È uscita dalla scena per dieci anni e adesso torna con un nuovo debutto a teatro, con uno spettacolo che racconta il lato più profondo della sua storia. La siracusana Silvia Salemi propone infatti “La voce nel cassetto“, scritto con Roberta Savona e diretto da Raffaello Fusaro, che affronta il trauma della perdita della sorella Laura, morta a soli cinque anni a causa di una leucemia. Il ritorno sul palcoscenico musicale era avvenuto già a maggio con il singolo End of Silence, che potrebbe preannunciare un nuovo album a settembre, nell’anno del trentennale della sua carriera. Adesso anche il palco.
Da “A casa di Luca” alla pausa dalle scene
Alla fine degli anni Novanta era impossibile non canticchiare il ritornello di “A casa di Luca“, il brano che la consacrò sulla scena musicale italiana e che portò a Sanremo nel 1997. Con il suo taglio di capelli corto e molto riconoscibile, Silvia Salemi si era affacciata al mondo della musica già qualche anno prima, sviluppando poi la sua carriera anche tra radio, teatro e televisione, fino ad affiancare persino Pippo Baudo e a prendere parte a diversi show Rai e Mediaset.
Lo stop è arrivato però, come da lei raccontato in una recente intervista, per stare vicino alle figlie ancora piccole, pur correndo il rischio di essere dimenticata con l’arrivo di nuovi volti sulla scena musicale. “Sono ripartita con umiltà, proponendo nuove canzoni, nuovi dischi e tornando poco alla volta a fare ospitate. Intanto guardavo crescere le mie figlie e quello, per me, è stato il più grande dei patrimoni”, ha raccontato in una intervista a Leggo.
“La voce nel cassetto”, il ricordo della sorella Laura
Lo spettacolo, che ha debuttato ieri in anteprima nazionale al Teatro Nido dell’Aquila, nell’ambito della quarantesima edizione del Todi Festival, svela il segreto di una voce custodita per anni all’interno di una videocassetta: quella di Laura.
L’artista ha raccontato che, poco dopo la morte della sorellina, il clima in casa era comprensibilmente molto pesante. Silvia, anche lei piccolissima e nata in concomitanza con questa tragica notizia, ne subì le conseguenze, arrivando ad avere un blocco nel parlare. Un blocco che lei stessa riuscì a superare riascoltando la propria voce e quella di Laura attraverso questo prezioso cimelio di famiglia.
La musica è diventata così la strada per ricominciare e trovare il proprio posto nel mondo. Anche quel taglio di capelli che attirava l’attenzione assunse il significato di un’affermazione di sé, un modo per dire: “Sono nata, ci sono, esisto”, dopo anni trascorsi a fare i conti con quel ricordo difficile.
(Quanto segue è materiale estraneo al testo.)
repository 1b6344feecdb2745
pub mod validated_input;
pub mod validation_feedback;

pub use validated_input::*;
pub use validation_feedback::*;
La maturità di raccontare il dolore attraverso l’arte
Raccontarsi così nel profondo avviene proprio adesso perché, come spiegato dalla stessa artista, è arrivata la maturità necessaria per esprimere attraverso l’arte tutto ciò che le è accaduto. “È come se mia sorella fosse lì, in quelle stanze, e mi dicesse: Adesso tocca a te dare una mano con la musica e con la forza. Ritornare a parlare ha portato gioia alla mia famiglia e mi ha regalato tutto ciò che ho oggi. Anche il padre delle mie figlie l’ho conosciuto cantando durante un concerto. È come se Laura mi avesse restituito ogni cosa”.
Silvia Salemi: “Io sono la mia isola e sono la Sicilia”
Nel racconto del suo spettacolo e del suo ritorno alla musica, intesa anche come un ambiente da vivere al di là della performance, Silvia Salemi ha parlato anche del suo sentirsi siciliana in tutto e per tutto.
“Io sono la mia isola e sono la Sicilia: la incarno in tutto. Non significa che sono sola o distante dagli altri, ma che vivo in una dimensione molto personale, fatta di interiorità e riflessione. La musica, i concerti e il pubblico richiedono invece una parte di te che devi essere pronta a donare, altrimenti vieni sbranata e non hai più nulla da dare”.
Dopo questa lunga pausa, Silvia Salemi torna dunque pronta a concedersi nuovamente al pubblico che l’ha amata fin dagli esordi, celebrando allo stesso tempo i trent’anni della sua carriera. Un ritorno che parte dalla musica e dal teatro, ma soprattutto da una storia rimasta a lungo custodita in un cassetto e che oggi l’artista ha scelto di trasformare in racconto.